▸ **Your goal**
Starting at the line below holding "#[derive(Debug, Clone, Deserialize)]" and stopping at the line holding "async fn fetch(&self, query: &str, params: &[(&str, Value)])", print every line exactly, both ends included, and leave the rest out.

▸ **Given records**
——
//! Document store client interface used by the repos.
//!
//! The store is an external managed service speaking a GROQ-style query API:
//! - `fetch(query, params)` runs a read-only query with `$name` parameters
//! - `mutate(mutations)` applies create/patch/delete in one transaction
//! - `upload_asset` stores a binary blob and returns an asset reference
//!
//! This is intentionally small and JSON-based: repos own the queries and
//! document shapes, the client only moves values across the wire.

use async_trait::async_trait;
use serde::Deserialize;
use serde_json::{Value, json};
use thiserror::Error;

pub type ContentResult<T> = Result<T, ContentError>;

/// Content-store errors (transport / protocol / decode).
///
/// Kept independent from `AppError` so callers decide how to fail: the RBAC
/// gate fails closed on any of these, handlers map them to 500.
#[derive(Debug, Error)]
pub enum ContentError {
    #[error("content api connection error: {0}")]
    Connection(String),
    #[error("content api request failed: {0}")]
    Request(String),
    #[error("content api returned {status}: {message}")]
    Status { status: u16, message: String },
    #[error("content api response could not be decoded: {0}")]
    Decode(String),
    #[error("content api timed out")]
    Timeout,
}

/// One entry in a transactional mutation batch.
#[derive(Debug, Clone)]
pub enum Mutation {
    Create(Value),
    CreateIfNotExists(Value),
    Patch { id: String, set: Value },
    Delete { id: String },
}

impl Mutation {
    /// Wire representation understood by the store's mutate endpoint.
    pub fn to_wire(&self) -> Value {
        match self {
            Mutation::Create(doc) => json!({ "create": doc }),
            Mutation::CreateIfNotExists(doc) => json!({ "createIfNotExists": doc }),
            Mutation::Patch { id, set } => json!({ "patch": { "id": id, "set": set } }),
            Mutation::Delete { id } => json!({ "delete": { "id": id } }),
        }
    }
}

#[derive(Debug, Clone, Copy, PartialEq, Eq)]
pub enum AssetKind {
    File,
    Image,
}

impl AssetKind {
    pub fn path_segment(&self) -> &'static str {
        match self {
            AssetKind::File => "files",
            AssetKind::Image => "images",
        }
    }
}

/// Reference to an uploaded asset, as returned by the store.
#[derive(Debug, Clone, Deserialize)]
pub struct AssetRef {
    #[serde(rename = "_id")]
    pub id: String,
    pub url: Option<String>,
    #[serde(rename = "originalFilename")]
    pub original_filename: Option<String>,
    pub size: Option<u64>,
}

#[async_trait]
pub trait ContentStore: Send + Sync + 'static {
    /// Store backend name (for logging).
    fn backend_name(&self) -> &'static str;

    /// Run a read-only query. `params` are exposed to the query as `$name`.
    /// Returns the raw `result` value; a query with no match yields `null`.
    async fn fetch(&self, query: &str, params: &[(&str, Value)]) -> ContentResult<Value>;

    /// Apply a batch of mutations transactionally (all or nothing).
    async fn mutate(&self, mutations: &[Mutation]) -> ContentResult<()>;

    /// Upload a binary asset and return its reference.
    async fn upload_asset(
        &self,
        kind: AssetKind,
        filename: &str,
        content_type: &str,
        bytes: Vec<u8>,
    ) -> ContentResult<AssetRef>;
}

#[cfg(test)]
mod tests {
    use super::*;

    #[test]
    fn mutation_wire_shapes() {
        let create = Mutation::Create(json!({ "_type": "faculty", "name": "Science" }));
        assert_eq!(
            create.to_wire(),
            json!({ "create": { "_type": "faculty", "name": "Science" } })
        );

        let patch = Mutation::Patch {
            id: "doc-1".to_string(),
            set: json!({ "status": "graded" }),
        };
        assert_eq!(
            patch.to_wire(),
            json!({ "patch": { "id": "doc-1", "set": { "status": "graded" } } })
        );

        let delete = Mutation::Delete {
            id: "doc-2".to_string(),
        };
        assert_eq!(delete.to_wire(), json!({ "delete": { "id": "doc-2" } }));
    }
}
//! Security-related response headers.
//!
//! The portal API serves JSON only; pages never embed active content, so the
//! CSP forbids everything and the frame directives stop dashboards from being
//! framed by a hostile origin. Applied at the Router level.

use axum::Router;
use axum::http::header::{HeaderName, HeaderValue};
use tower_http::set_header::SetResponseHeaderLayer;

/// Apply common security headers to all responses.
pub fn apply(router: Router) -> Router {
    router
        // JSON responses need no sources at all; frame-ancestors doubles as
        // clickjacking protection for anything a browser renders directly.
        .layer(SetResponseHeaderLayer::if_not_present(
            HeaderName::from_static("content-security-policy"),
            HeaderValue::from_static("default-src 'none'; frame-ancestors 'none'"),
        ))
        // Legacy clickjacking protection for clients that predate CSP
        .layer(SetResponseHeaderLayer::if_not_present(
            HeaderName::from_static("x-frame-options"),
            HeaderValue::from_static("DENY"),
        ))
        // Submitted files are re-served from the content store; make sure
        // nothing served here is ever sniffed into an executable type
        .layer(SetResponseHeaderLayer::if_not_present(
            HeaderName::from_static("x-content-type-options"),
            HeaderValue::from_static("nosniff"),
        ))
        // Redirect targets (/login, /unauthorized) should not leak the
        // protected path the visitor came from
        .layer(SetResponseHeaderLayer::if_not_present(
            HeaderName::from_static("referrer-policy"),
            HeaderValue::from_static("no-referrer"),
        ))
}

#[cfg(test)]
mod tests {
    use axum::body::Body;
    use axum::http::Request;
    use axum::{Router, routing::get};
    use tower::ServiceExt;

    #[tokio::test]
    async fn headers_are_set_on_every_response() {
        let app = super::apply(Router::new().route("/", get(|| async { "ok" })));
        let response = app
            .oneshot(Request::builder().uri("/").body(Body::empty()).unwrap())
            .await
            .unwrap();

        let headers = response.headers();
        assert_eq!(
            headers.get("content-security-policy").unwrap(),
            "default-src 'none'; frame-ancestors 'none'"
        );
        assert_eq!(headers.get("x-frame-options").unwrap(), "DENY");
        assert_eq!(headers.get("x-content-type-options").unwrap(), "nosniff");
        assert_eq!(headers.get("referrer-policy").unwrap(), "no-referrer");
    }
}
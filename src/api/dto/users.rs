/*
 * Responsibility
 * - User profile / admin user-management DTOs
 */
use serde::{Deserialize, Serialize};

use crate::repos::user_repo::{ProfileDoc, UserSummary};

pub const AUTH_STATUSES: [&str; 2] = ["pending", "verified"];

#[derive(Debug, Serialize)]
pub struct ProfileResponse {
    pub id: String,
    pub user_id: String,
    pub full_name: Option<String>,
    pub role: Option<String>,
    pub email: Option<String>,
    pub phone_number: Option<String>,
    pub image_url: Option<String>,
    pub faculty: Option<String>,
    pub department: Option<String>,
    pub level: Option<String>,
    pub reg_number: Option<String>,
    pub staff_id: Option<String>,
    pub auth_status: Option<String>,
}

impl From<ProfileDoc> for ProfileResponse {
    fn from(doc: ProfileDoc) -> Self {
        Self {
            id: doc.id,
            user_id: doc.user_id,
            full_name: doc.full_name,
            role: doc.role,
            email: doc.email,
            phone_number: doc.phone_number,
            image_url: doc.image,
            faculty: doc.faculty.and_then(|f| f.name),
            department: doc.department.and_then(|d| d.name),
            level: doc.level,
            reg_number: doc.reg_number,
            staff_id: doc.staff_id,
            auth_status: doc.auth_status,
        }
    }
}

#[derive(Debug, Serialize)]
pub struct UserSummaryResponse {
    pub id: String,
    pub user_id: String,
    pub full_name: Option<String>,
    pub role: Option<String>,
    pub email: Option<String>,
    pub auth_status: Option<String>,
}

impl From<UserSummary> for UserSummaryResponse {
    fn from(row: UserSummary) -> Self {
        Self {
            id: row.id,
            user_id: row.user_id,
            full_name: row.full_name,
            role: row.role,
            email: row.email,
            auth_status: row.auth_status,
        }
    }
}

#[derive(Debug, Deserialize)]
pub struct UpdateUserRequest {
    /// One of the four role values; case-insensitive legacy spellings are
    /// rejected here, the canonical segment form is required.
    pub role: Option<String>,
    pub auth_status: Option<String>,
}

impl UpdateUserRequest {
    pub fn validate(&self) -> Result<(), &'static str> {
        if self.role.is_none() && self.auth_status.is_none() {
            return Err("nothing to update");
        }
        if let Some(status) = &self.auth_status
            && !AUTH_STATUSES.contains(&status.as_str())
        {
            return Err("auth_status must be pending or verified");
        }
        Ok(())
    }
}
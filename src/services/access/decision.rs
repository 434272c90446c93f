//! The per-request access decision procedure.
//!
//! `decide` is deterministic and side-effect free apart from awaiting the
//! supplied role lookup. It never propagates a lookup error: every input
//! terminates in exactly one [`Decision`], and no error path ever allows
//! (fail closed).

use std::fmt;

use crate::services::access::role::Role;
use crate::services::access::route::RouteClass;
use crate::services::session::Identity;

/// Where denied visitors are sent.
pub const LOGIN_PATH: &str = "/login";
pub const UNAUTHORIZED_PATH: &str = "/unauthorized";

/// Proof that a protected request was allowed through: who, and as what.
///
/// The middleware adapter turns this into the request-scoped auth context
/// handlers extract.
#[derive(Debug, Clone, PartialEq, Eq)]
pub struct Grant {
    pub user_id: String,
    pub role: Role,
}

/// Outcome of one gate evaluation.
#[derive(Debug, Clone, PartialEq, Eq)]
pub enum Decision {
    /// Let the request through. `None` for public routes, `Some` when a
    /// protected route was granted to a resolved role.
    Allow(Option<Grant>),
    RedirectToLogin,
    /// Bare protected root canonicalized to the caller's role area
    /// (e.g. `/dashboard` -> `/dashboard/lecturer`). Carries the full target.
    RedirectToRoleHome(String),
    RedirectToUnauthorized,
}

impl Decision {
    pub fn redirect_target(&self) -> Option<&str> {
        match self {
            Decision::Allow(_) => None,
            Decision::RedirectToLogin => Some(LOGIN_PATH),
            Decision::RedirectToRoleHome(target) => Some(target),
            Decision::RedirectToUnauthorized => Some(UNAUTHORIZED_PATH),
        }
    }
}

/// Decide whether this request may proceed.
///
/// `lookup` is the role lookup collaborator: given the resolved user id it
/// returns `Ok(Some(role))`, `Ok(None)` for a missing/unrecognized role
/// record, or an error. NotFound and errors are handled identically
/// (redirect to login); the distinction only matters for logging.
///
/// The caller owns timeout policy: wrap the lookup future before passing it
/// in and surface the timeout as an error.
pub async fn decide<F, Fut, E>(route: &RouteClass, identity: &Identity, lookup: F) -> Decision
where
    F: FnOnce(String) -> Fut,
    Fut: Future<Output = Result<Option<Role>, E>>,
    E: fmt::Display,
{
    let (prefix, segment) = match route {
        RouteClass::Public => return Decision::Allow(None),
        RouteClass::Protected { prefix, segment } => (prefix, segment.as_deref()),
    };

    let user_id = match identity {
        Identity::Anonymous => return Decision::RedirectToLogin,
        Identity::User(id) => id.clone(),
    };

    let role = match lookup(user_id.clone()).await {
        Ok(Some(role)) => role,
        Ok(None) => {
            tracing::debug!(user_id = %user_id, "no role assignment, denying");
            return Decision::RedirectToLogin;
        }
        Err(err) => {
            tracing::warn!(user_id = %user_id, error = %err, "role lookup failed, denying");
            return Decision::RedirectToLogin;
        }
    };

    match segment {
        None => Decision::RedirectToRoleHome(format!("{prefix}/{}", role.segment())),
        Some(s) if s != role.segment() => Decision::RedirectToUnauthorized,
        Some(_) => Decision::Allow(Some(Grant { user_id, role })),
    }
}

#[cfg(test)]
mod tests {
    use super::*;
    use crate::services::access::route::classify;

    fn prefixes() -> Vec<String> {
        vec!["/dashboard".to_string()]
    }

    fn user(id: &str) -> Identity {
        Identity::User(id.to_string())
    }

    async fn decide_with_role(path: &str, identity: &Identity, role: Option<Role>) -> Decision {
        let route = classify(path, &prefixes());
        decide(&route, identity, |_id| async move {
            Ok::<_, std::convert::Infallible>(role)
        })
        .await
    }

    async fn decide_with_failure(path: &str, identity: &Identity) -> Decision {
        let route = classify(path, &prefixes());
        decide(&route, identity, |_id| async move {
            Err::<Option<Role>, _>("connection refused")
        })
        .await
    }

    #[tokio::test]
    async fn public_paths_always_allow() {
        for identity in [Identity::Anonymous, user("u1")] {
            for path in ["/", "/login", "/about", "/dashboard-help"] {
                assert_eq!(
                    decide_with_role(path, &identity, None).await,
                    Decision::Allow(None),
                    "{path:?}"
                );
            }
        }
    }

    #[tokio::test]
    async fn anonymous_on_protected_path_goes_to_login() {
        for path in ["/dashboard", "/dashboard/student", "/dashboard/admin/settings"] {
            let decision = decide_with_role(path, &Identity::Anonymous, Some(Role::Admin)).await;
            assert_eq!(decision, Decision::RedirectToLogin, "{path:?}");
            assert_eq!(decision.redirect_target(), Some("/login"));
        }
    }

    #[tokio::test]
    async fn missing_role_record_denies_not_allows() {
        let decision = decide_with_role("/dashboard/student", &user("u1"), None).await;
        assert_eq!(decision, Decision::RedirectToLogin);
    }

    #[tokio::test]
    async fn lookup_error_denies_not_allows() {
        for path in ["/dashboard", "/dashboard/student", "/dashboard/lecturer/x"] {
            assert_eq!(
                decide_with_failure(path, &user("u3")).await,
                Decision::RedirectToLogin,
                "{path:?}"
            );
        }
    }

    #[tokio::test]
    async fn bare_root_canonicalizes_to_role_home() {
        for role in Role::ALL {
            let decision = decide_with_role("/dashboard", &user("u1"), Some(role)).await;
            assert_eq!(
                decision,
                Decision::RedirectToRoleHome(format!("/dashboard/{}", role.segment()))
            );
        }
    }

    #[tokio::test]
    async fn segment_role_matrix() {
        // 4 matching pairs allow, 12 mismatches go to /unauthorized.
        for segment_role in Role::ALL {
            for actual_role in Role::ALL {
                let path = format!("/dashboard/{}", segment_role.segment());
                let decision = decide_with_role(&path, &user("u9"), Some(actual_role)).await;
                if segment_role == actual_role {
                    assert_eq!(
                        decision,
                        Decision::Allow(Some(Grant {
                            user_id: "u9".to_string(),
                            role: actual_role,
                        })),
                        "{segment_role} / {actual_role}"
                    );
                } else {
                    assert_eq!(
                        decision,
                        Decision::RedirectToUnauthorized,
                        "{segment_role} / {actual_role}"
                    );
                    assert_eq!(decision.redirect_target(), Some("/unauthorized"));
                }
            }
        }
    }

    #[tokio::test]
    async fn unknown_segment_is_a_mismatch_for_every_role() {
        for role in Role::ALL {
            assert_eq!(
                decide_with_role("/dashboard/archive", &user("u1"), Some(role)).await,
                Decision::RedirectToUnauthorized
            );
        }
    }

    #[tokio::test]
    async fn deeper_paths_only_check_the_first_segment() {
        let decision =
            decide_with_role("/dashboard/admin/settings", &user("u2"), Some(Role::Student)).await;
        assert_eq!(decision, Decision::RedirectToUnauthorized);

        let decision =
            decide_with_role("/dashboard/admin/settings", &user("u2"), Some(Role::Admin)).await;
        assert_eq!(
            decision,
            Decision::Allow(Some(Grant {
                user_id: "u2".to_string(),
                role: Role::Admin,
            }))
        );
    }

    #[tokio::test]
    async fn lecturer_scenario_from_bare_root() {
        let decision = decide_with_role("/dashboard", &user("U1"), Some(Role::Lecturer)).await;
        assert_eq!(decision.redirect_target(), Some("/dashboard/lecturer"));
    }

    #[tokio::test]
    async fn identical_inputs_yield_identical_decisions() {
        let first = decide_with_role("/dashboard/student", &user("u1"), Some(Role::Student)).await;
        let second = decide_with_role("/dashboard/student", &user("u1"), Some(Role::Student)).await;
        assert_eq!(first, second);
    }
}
——
▸ **Output of the exercise**
#[derive(Debug, Clone, Deserialize)]
pub struct AssetRef {
    #[serde(rename = "_id")]
    pub id: String,
    pub url: Option<String>,
    #[serde(rename = "originalFilename")]
    pub original_filename: Option<String>,
    pub size: Option<u64>,
}

#[async_trait]
pub trait ContentStore: Send + Sync + 'static {
    /// Store backend name (for logging).
    fn backend_name(&self) -> &'static str;

    /// Run a read-only query. `params` are exposed to the query as `$name`.
    /// Returns the raw `result` value; a query with no match yields `null`.
    async fn fetch(&self, query: &str, params: &[(&str, Value)]) -> ContentResult<Value>;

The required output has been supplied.